La quiete o recreo era sagrado. Solía éste transcurrir en la huerta. Se formaban grupos de diez cinco delante y cinco detrás y recorrían todo el espacio del patio parlando de cosas espirituales las manos metidas entre las amplias mangas de la loba o sotana avanzando unos hacia adelante y otros hacia atrás lo que no dejaba de ser un excelente ejercicio. Jueves y domingos y fiestas de guardar daban la suelta. Un ayudante del rector bajaba a las aulas y decía: benedicamus Domino dando las clases por terminadas.

Era la hora de estampida y multitud de estudiantes irrumpían sobre la ciudad donde solían hacer de las suyas. El alcaíno del que dicen borracho y fino se echaba a temblar.

Las mozas en estado de merecer no abandonaban sus hogares por miedo a la horda estudiantina que se abatía sobre calles, atrios y plazas todos con sus capas sus bonetes y sus sotanas y la beca de distintos colores que delataba el colegio mayor al cual pertenecían.

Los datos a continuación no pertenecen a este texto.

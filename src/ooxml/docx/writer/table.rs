/// Table types and implementation for DOCX documents.
use crate::ooxml::error::Result;
use std::fmt::Write as FmtWrite;

pub use super::super::format::TableBorderStyle;
use super::paragraph::MutableParagraph;
use super::relmap::RelCursor;

/// Border definition for a table.
#[derive(Debug, Clone, PartialEq)]
pub struct TableBorder {
    pub style: TableBorderStyle,
    /// Border width in eighths of a point (e.g., 8 = 1pt)
    pub size: u32,
    /// Border color in hex RGB format (e.g., "FF0000" for red)
    pub color: String,
}

impl Default for TableBorder {
    fn default() -> Self {
        Self {
            style: TableBorderStyle::Single,
            size: 4,
            color: "000000".to_string(),
        }
    }
}

/// Table properties.
#[derive(Debug, Clone)]
pub(crate) struct TableProperties {
    /// Applied to all six edges (outer and inside)
    pub(crate) border: TableBorder,
    /// Uniform cell padding in twips
    pub(crate) cell_margin: u32,
}

impl Default for TableProperties {
    fn default() -> Self {
        Self {
            border: TableBorder::default(),
            cell_margin: 100,
        }
    }
}

/// A mutable table with a fixed column grid.
#[derive(Debug, Clone)]
pub struct MutableTable {
    pub(crate) rows: Vec<MutableRow>,
    /// Column widths in twips
    pub(crate) grid: Vec<u32>,
    pub(crate) properties: TableProperties,
}

impl MutableTable {
    pub(crate) fn new(grid: Vec<u32>) -> Self {
        Self {
            rows: Vec::new(),
            grid,
            properties: TableProperties::default(),
        }
    }

    /// Add an empty row; cells are added through the returned handle.
    pub fn add_row(&mut self) -> &mut MutableRow {
        self.rows.push(MutableRow::new());
        let last = self.rows.len() - 1;
        &mut self.rows[last]
    }

    /// Uniform cell padding in twips.
    pub fn set_cell_margin(&mut self, twips: u32) {
        self.properties.cell_margin = twips;
    }

    pub fn cell(&mut self, row: usize, col: usize) -> Option<&mut MutableCell> {
        self.rows.get_mut(row)?.cell(col)
    }

    #[inline]
    pub fn row_count(&self) -> usize {
        self.rows.len()
    }

    /// Column widths in twips.
    #[inline]
    pub fn grid(&self) -> &[u32] {
        &self.grid
    }

    pub fn total_width(&self) -> u32 {
        self.grid.iter().sum()
    }

    pub(crate) fn paragraphs(&self) -> impl Iterator<Item = &MutableParagraph> {
        self.rows
            .iter()
            .flat_map(|row| row.cells.iter())
            .flat_map(|cell| cell.paragraphs.iter())
    }

    pub(crate) fn to_xml(&self, xml: &mut String, cursor: &mut RelCursor<'_>) -> Result<()> {
        xml.push_str("<w:tbl>");

        xml.push_str("<w:tblPr>");
        write!(xml, "<w:tblW w:w=\"{}\" w:type=\"dxa\"/>", self.total_width())?;

        let border = &self.properties.border;
        xml.push_str("<w:tblBorders>");
        for edge in ["top", "left", "bottom", "right", "insideH", "insideV"] {
            write!(
                xml,
                "<w:{} w:val=\"{}\" w:sz=\"{}\" w:space=\"0\" w:color=\"{}\"/>",
                edge,
                border.style.as_str(),
                border.size,
                border.color
            )?;
        }
        xml.push_str("</w:tblBorders>");

        xml.push_str("<w:tblLayout w:type=\"fixed\"/>");

        let margin = self.properties.cell_margin;
        xml.push_str("<w:tblCellMar>");
        for side in ["top", "left", "bottom", "right"] {
            write!(xml, "<w:{} w:w=\"{}\" w:type=\"dxa\"/>", side, margin)?;
        }
        xml.push_str("</w:tblCellMar>");
        xml.push_str("</w:tblPr>");

        xml.push_str("<w:tblGrid>");
        for width in &self.grid {
            write!(xml, "<w:gridCol w:w=\"{}\"/>", width)?;
        }
        xml.push_str("</w:tblGrid>");

        for row in &self.rows {
            row.to_xml(xml, &self.grid, cursor)?;
        }

        xml.push_str("</w:tbl>");

        Ok(())
    }
}

/// A mutable table row.
#[derive(Debug, Clone, Default)]
pub struct MutableRow {
    pub(crate) cells: Vec<MutableCell>,
}

impl MutableRow {
    pub(crate) fn new() -> Self {
        Self::default()
    }

    pub fn cell(&mut self, index: usize) -> Option<&mut MutableCell> {
        self.cells.get_mut(index)
    }

    pub fn add_cell(&mut self) -> &mut MutableCell {
        self.cells.push(MutableCell::new());
        let last = self.cells.len() - 1;
        &mut self.cells[last]
    }

    #[inline]
    pub fn cell_count(&self) -> usize {
        self.cells.len()
    }

    fn to_xml(&self, xml: &mut String, grid: &[u32], cursor: &mut RelCursor<'_>) -> Result<()> {
        xml.push_str("<w:tr>");

        for (col, cell) in self.cells.iter().enumerate() {
            cell.to_xml(xml, grid.get(col).copied(), cursor)?;
        }

        xml.push_str("</w:tr>");

        Ok(())
    }
}

/// A mutable table cell.
#[derive(Debug, Clone, Default)]
pub struct MutableCell {
    pub(crate) paragraphs: Vec<MutableParagraph>,
    /// Cell background color in hex RGB format
    pub(crate) background_color: Option<String>,
}

impl MutableCell {
    pub(crate) fn new() -> Self {
        Self::default()
    }

    pub fn add_paragraph(&mut self) -> &mut MutableParagraph {
        self.paragraphs.push(MutableParagraph::new());
        let last = self.paragraphs.len() - 1;
        &mut self.paragraphs[last]
    }

    #[inline]
    pub fn paragraph_count(&self) -> usize {
        self.paragraphs.len()
    }

    pub fn set_text(&mut self, text: &str) {
        self.paragraphs.clear();
        self.add_paragraph().add_run_with_text(text);
    }

    /// Cell background color in hex RGB format (e.g., "FFFF00" for yellow).
    pub fn set_background_color(&mut self, color: &str) {
        self.background_color = Some(color.to_string());
    }

    fn to_xml(&self, xml: &mut String, width: Option<u32>, cursor: &mut RelCursor<'_>) -> Result<()> {
        xml.push_str("<w:tc>");

        if width.is_some() || self.background_color.is_some() {
            xml.push_str("<w:tcPr>");
            if let Some(width) = width {
                write!(xml, "<w:tcW w:w=\"{}\" w:type=\"dxa\"/>", width)?;
            }
            if let Some(ref bg_color) = self.background_color {
                write!(
                    xml,
                    "<w:shd w:val=\"clear\" w:color=\"auto\" w:fill=\"{}\"/>",
                    bg_color
                )?;
            }
            xml.push_str("</w:tcPr>");
        }

        // A cell must end with a paragraph.
        if self.paragraphs.is_empty() {
            xml.push_str("<w:p/>");
        }
        for para in &self.paragraphs {
            para.to_xml(xml, cursor)?;
        }

        xml.push_str("</w:tc>");

        Ok(())
    }
}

A la hora de vísperas ya estaban de retirada.  Sonaba el avemaría y las puertas de los 33 colegios –este número recordaba los años que vivió el Salvador- se cerraban a cal y canto. Tocaban silencio y había que recogerse en el estudio para preparar la lección del día siguiente. Al ponerse el sol otra veces preces en la capilla. Rezaban el rosario, se decía el “Nunc dimittis”, cantabase la Salve seguida del Sub tuum praesidium y todos a la cama con las gallinas. El que faltaba a retreta amen de un réspice severísimo era objeto de castigos corporales o más de una noche en una celda de castigo.